#### EXERCISE MATERIALS

//! # Candidate Sampler
//! Chooses the next pair of listings to present for a vote.
//!
//! Priority order: listings starved of comparisons come first (exploration
//! floor), then partners are drawn from the closest-scoring candidates,
//! since near-ties are the most informative votes for a linear learner.
//! Uniform choice among the top candidates avoids serving the same pair on
//! every request.
//!
//! With an anchor listing the pool shrinks to the "consideration set":
//! listings within a distance radius and price ratio of the anchor. Too few
//! qualifiers is a valid empty result, never an error.

use rand::Rng;
use serde::Deserialize;

use crate::config::SamplerConfig;
use crate::error::RankingError;
use crate::listing::Listing;
use crate::rank::RankingTable;

/// Optional consideration-set constraints supplied by the caller.
#[derive(Debug, Clone, Default, Deserialize)]
pub struct PairRequest {
    pub anchor_listing_id: Option<u64>,
    /// Radius around the anchor, flat degrees.
    pub max_distance: Option<f64>,
    /// Price band around the anchor: candidate price within
    /// `[anchor / ratio, anchor * ratio]`.
    pub max_price_ratio: Option<f64>,
}

impl PairRequest {
    pub fn unconstrained() -> Self {
        Self::default()
    }
}

/// Select an unordered pair of distinct listings, or `None` when fewer than
/// two candidates qualify. An unknown anchor id is the only error path.
pub fn next_pair(
    listings: &[Listing],
    table: &RankingTable,
    config: &SamplerConfig,
    request: &PairRequest,
) -> Result<Option<(Listing, Listing)>, RankingError> {
    let pool = candidate_pool(listings, request)?;
    if pool.len() < 2 {
        return Ok(None);
    }

    let mut rng = rand::rng();

    // 1) Exploration floor: under-compared listings take the first slot.
    let under: Vec<&Listing> = pool
        .iter()
        .copied()
        .filter(|l| comparison_count(table, l.id) < config.min_comparisons)
        .collect();
    let first = if under.is_empty() {
        pool[rng.random_range(0..pool.len())]
    } else {
        under[rng.random_range(0..under.len())]
    };

    // 2) Informativeness: partner drawn uniformly from the top-K closest
    //    scores. Score gaps use the last committed snapshot.
    let first_score = score_of(table, first.id);
    let mut partners: Vec<(&Listing, f64)> = pool
        .iter()
        .copied()
        .filter(|l| l.id != first.id)
        .map(|l| (l, (score_of(table, l.id) - first_score).abs()))
        .collect();
    partners.sort_by(|a, b| {
        a.1.partial_cmp(&b.1)
            .unwrap_or(std::cmp::Ordering::Equal)
            .then(a.0.id.cmp(&b.0.id))
    });
    partners.truncate(config.top_k.max(1));

    let second = partners[rng.random_range(0..partners.len())].0;
    Ok(Some((first.clone(), second.clone())))
}

/// Apply the consideration-set filter, if any. The anchor itself never
/// appears in its own candidate pool.
fn candidate_pool<'a>(
    listings: &'a [Listing],
    request: &PairRequest,
) -> Result<Vec<&'a Listing>, RankingError> {
    let Some(anchor_id) = request.anchor_listing_id else {
        return Ok(listings.iter().collect());
    };

    let anchor = listings
        .iter()
        .find(|l| l.id == anchor_id)
        .ok_or(RankingError::UnknownListing(anchor_id))?;

    let pool = listings
        .iter()
        .filter(|l| l.id != anchor_id)
        .filter(|l| within_distance(anchor, l, request.max_distance))
        .filter(|l| within_price_band(anchor, l, request.max_price_ratio))
        .collect();
    Ok(pool)
}

fn within_distance(anchor: &Listing, candidate: &Listing, max: Option<f64>) -> bool {
    let Some(max) = max else { return true };
    match anchor.distance_to(candidate) {
        Some(d) => d <= max,
        // No coordinates on either side: cannot qualify for a radius filter.
        None => false,
    }
}

fn within_price_band(anchor: &Listing, candidate: &Listing, ratio: Option<f64>) -> bool {
    let Some(ratio) = ratio else { return true };
    let (Some(anchor_price), Some(price)) = (anchor.list_price, candidate.list_price) else {
        return false;
    };
    if anchor_price <= 0.0 || ratio < 1.0 {
        return false;
    }
    price >= anchor_price / ratio && price <= anchor_price * ratio
}

fn score_of(table: &RankingTable, id: u64) -> f64 {
    table.get(id).map(|e| e.score).unwrap_or(0.0)
}

fn comparison_count(table: &RankingTable, id: u64) -> u64 {
    table.get(id).map(|e| e.comparison_count).unwrap_or(0)
}

#[cfg(test)]
mod tests {
    use super::*;
    use crate::learn::{FeatureStats, PairwiseLearner};
    use std::collections::HashMap;

    fn listing(id: u64, price: f64, lat: f64, lon: f64) -> Listing {
        let mut l: Listing = serde_json::from_str(&format!(r#"{{"id": {id}}}"#)).unwrap();
        l.list_price = Some(price);
        l.latitude = Some(lat);
        l.longitude = Some(lon);
        l
    }

    fn table(listings: &[Listing], counts: &HashMap<u64, u64>) -> RankingTable {
        let stats = FeatureStats::compute(listings, 1);
        let learner = PairwiseLearner::new(0.05, 0.025);
        RankingTable::compute(listings, &learner, &stats, &HashMap::new(), counts)
    }

    fn config() -> SamplerConfig {
        SamplerConfig {
            min_comparisons: 3,
            top_k: 5,
        }
    }

    #[test]
    fn returns_distinct_listings() {
        let listings: Vec<Listing> =
            (1..=6).map(|i| listing(i, 100_000.0 * i as f64, 40.0, -70.0)).collect();
        let t = table(&listings, &HashMap::new());
        for _ in 0..50 {
            let (a, b) = next_pair(&listings, &t, &config(), &PairRequest::unconstrained())
                .unwrap()
                .expect("enough listings for a pair");
            assert_ne!(a.id, b.id);
        }
    }

    #[test]
    fn fewer_than_two_listings_is_an_empty_result_not_an_error() {
        let listings = vec![listing(1, 100_000.0, 40.0, -70.0)];
        let t = table(&listings, &HashMap::new());
        let pair = next_pair(&listings, &t, &config(), &PairRequest::unconstrained()).unwrap();
        assert!(pair.is_none());

        let none = next_pair(&[], &RankingTable::default(), &config(), &PairRequest::unconstrained())
            .unwrap();
        assert!(none.is_none());
    }

    #[test]
    fn under_compared_listings_take_the_first_slot() {
        let listings: Vec<Listing> =
            (1..=5).map(|i| listing(i, 500_000.0, 40.0, -70.0)).collect();
        // Everyone is saturated except listing 4.
        let mut counts: HashMap<u64, u64> = (1..=5).map(|i| (i, 10)).collect();
        counts.insert(4, 0);
        let t = table(&listings, &counts);

        for _ in 0..30 {
            let (a, b) = next_pair(&listings, &t, &config(), &PairRequest::unconstrained())
                .unwrap()
                .unwrap();
            assert!(
                a.id == 4 || b.id == 4,
                "the starved listing must appear in every pair while below the floor"
            );
        }
    }

    #[test]
    fn consideration_set_filters_by_distance_and_price() {
        let anchor = listing(1, 500_000.0, 40.0, -70.0);
        let near_similar = listing(2, 550_000.0, 40.01, -70.01);
        let near_expensive = listing(3, 2_000_000.0, 40.01, -70.0);
        let far_similar = listing(4, 500_000.0, 45.0, -60.0);
        let also_near = listing(5, 480_000.0, 39.99, -70.0);
        let listings = vec![anchor, near_similar, near_expensive, far_similar, also_near];
        let t = table(&listings, &HashMap::new());

        let req = PairRequest {
            anchor_listing_id: Some(1),
            max_distance: Some(0.5),
            max_price_ratio: Some(1.5),
        };
        for _ in 0..20 {
            let (a, b) = next_pair(&listings, &t, &config(), &req).unwrap().unwrap();
            for id in [a.id, b.id] {
                assert!(id == 2 || id == 5, "only the near, similarly-priced qualify");
            }
            assert_ne!(a.id, b.id);
        }
    }

    #[test]
    fn empty_consideration_set_is_a_valid_empty_result() {
        let listings = vec![
            listing(1, 500_000.0, 40.0, -70.0),
            listing(2, 5_000_000.0, 48.0, -60.0),
            listing(3, 4_000_000.0, 49.0, -61.0),
        ];
        let t = table(&listings, &HashMap::new());
        let req = PairRequest {
            anchor_listing_id: Some(1),
            max_distance: Some(0.1),
            max_price_ratio: Some(1.1),
        };
        assert!(next_pair(&listings, &t, &config(), &req).unwrap().is_none());
    }

    #[test]
    fn unknown_anchor_surfaces_an_error() {
        let listings = vec![listing(1, 500_000.0, 40.0, -70.0)];
        let t = table(&listings, &HashMap::new());
        let req = PairRequest {
            anchor_listing_id: Some(99),
            ..PairRequest::default()
        };
        let err = next_pair(&listings, &t, &config(), &req).unwrap_err();
        assert!(matches!(err, RankingError::UnknownListing(99)));
    }
}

########

[WORK REQUEST] Reproduce the records above exactly, from the first line through the line containing "use crate::rank::RankingTable;", and output nothing else.

[OUTPUT]
//! # Candidate Sampler
//! Chooses the next pair of listings to present for a vote.
//!
//! Priority order: listings starved of comparisons come first (exploration
//! floor), then partners are drawn from the closest-scoring candidates,
//! since near-ties are the most informative votes for a linear learner.
//! Uniform choice among the top candidates avoids serving the same pair on
//! every request.
//!
//! With an anchor listing the pool shrinks to the "consideration set":
//! listings within a distance radius and price ratio of the anchor. Too few
//! qualifiers is a valid empty result, never an error.

use rand::Rng;
use serde::Deserialize;

use crate::config::SamplerConfig;
use crate::error::RankingError;
use crate::listing::Listing;
use crate::rank::RankingTable;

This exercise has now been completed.